BEGIN

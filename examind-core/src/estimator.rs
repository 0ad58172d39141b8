//! Ability estimation
//!
//! A running proficiency estimate is updated after every answer: the
//! estimate moves up on a correct response and down on an incorrect
//! one, with the step scaled by the current standard error and the
//! item's discrimination. The standard error shrinks multiplicatively
//! per administered item and is clamped to a floor, so precision grows
//! monotonically but never claims to be infinite.
//!
//! The update rule is a coarse-grained stand-in for IRT scoring; all
//! constants are configurable so a calibrated deployment can tune them
//! (or swap in a maximum-likelihood estimator behind the same
//! contract).

use serde::{Deserialize, Serialize};

use crate::item::Item;

/// Tunable constants for the ability update rule
///
/// Ability and difficulty share one fixed scale, `scale_min..=scale_max`
/// (0.0 to 10.0 by default).
#[derive(Debug, Clone, PartialEq, Serialize, Deserialize)]
pub struct EstimatorConfig {
    /// Step size multiplier applied to (standard error x discrimination)
    #[serde(default = "default_learning_rate")]
    pub learning_rate: f64,
    /// Multiplicative shrink applied to the standard error per item
    #[serde(default = "default_se_decay")]
    pub se_decay: f64,
    /// Lower clamp for the standard error; never reached exactly zero
    #[serde(default = "default_se_floor")]
    pub se_floor: f64,
    /// Lower bound of the ability scale
    #[serde(default = "default_scale_min")]
    pub scale_min: f64,
    /// Upper bound of the ability scale
    #[serde(default = "default_scale_max")]
    pub scale_max: f64,
}

fn default_learning_rate() -> f64 {
    0.6
}

fn default_se_decay() -> f64 {
    0.9
}

fn default_se_floor() -> f64 {
    0.25
}

fn default_scale_min() -> f64 {
    0.0
}

fn default_scale_max() -> f64 {
    10.0
}

impl Default for EstimatorConfig {
    fn default() -> Self {
        Self {
            learning_rate: default_learning_rate(),
            se_decay: default_se_decay(),
            se_floor: default_se_floor(),
            scale_min: default_scale_min(),
            scale_max: default_scale_max(),
        }
    }
}

/// Result of one estimator step
#[derive(Debug, Clone, Copy, PartialEq, Serialize, Deserialize)]
pub struct AbilityUpdate {
    pub ability: f64,
    pub standard_error: f64,
}

/// Compute the post-response ability and standard error
///
/// Deterministic: the same inputs always produce the same update. The
/// returned standard error is `<=` the prior one (clamped to the
/// configured floor).
pub fn update(
    config: &EstimatorConfig,
    ability: f64,
    standard_error: f64,
    item: &Item,
    is_correct: bool,
) -> AbilityUpdate {
    let discrimination = item.discrimination.unwrap_or(1.0).max(0.0);
    let direction = if is_correct { 1.0 } else { -1.0 };

    // Larger gaps between ability and item difficulty carry more
    // information, so they nudge the estimate harder. The gap weight is
    // normalized by the scale width and kept >= 1 so a perfectly
    // matched item still moves the estimate.
    let scale_width = (config.scale_max - config.scale_min).abs().max(f64::EPSILON);
    let gap_weight = 1.0 + (item.difficulty - ability).abs() / scale_width;

    let step = config.learning_rate * standard_error * discrimination * gap_weight;
    let ability = (ability + direction * step).clamp(config.scale_min, config.scale_max);

    let standard_error = (standard_error * config.se_decay).max(config.se_floor);

    AbilityUpdate {
        ability,
        standard_error,
    }
}

#[cfg(test)]
mod tests {
    use super::*;

    fn config() -> EstimatorConfig {
        EstimatorConfig::default()
    }

    #[test]
    fn correct_answer_raises_ability() {
        let update = update(&config(), 5.0, 1.0, &Item::new("q1", 5.0), true);
        assert!(update.ability > 5.0);
    }

    #[test]
    fn incorrect_answer_lowers_ability() {
        let update = update(&config(), 5.0, 1.0, &Item::new("q1", 5.0), false);
        assert!(update.ability < 5.0);
    }

    #[test]
    fn standard_error_decreases_each_step() {
        let cfg = config();
        let mut se = 1.0;
        let mut ability = 5.0;
        for i in 0..20 {
            let step = update(&cfg, ability, se, &Item::new(format!("q{i}"), 5.0), i % 2 == 0);
            assert!(step.standard_error <= se, "SE grew at step {i}");
            ability = step.ability;
            se = step.standard_error;
        }
    }

    #[test]
    fn standard_error_clamps_to_floor() {
        let cfg = config();
        let mut se = 1.0;
        for _ in 0..200 {
            se = update(&cfg, 5.0, se, &Item::new("q", 5.0), true).standard_error;
        }
        assert_eq!(se, cfg.se_floor);
        assert!(se > 0.0);
    }

    #[test]
    fn ability_stays_on_scale() {
        let cfg = config();
        let mut ability = 9.8;
        for _ in 0..50 {
            ability = update(&cfg, ability, 1.0, &Item::new("q", 10.0), true).ability;
        }
        assert!(ability <= cfg.scale_max);

        let mut ability = 0.2;
        for _ in 0..50 {
            ability = update(&cfg, ability, 1.0, &Item::new("q", 0.0), false).ability;
        }
        assert!(ability >= cfg.scale_min);
    }

    #[test]
    fn update_is_deterministic() {
        let cfg = config();
        let item = Item::new("q1", 6.3).with_discrimination(1.2);
        let a = update(&cfg, 5.1, 0.8, &item, true);
        let b = update(&cfg, 5.1, 0.8, &item, true);
        assert_eq!(a, b);
    }

    #[test]
    fn discrimination_scales_the_step() {
        let cfg = config();
        let sharp = update(&cfg, 5.0, 1.0, &Item::new("q1", 5.0).with_discrimination(2.0), true);
        let flat = update(&cfg, 5.0, 1.0, &Item::new("q1", 5.0).with_discrimination(0.5), true);
        assert!(sharp.ability - 5.0 > flat.ability - 5.0);
    }

    #[test]
    fn smaller_standard_error_means_smaller_steps() {
        let cfg = config();
        let early = update(&cfg, 5.0, 1.0, &Item::new("q1", 5.0), true);
        let late = update(&cfg, 5.0, 0.3, &Item::new("q1", 5.0), true);
        assert!(early.ability - 5.0 > late.ability - 5.0);
    }

    #[test]
    fn config_deserializes_with_defaults() {
        let cfg: EstimatorConfig = toml::from_str("").unwrap();
        assert_eq!(cfg, EstimatorConfig::default());
    }
}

END

WORK ORDER: The required output is a copy of each line in the records where the string "sharp" occurs.

RESPONSE:
        let sharp = update(&cfg, 5.0, 1.0, &Item::new("q1", 5.0).with_discrimination(2.0), true);
        assert!(sharp.ability - 5.0 > flat.ability - 5.0);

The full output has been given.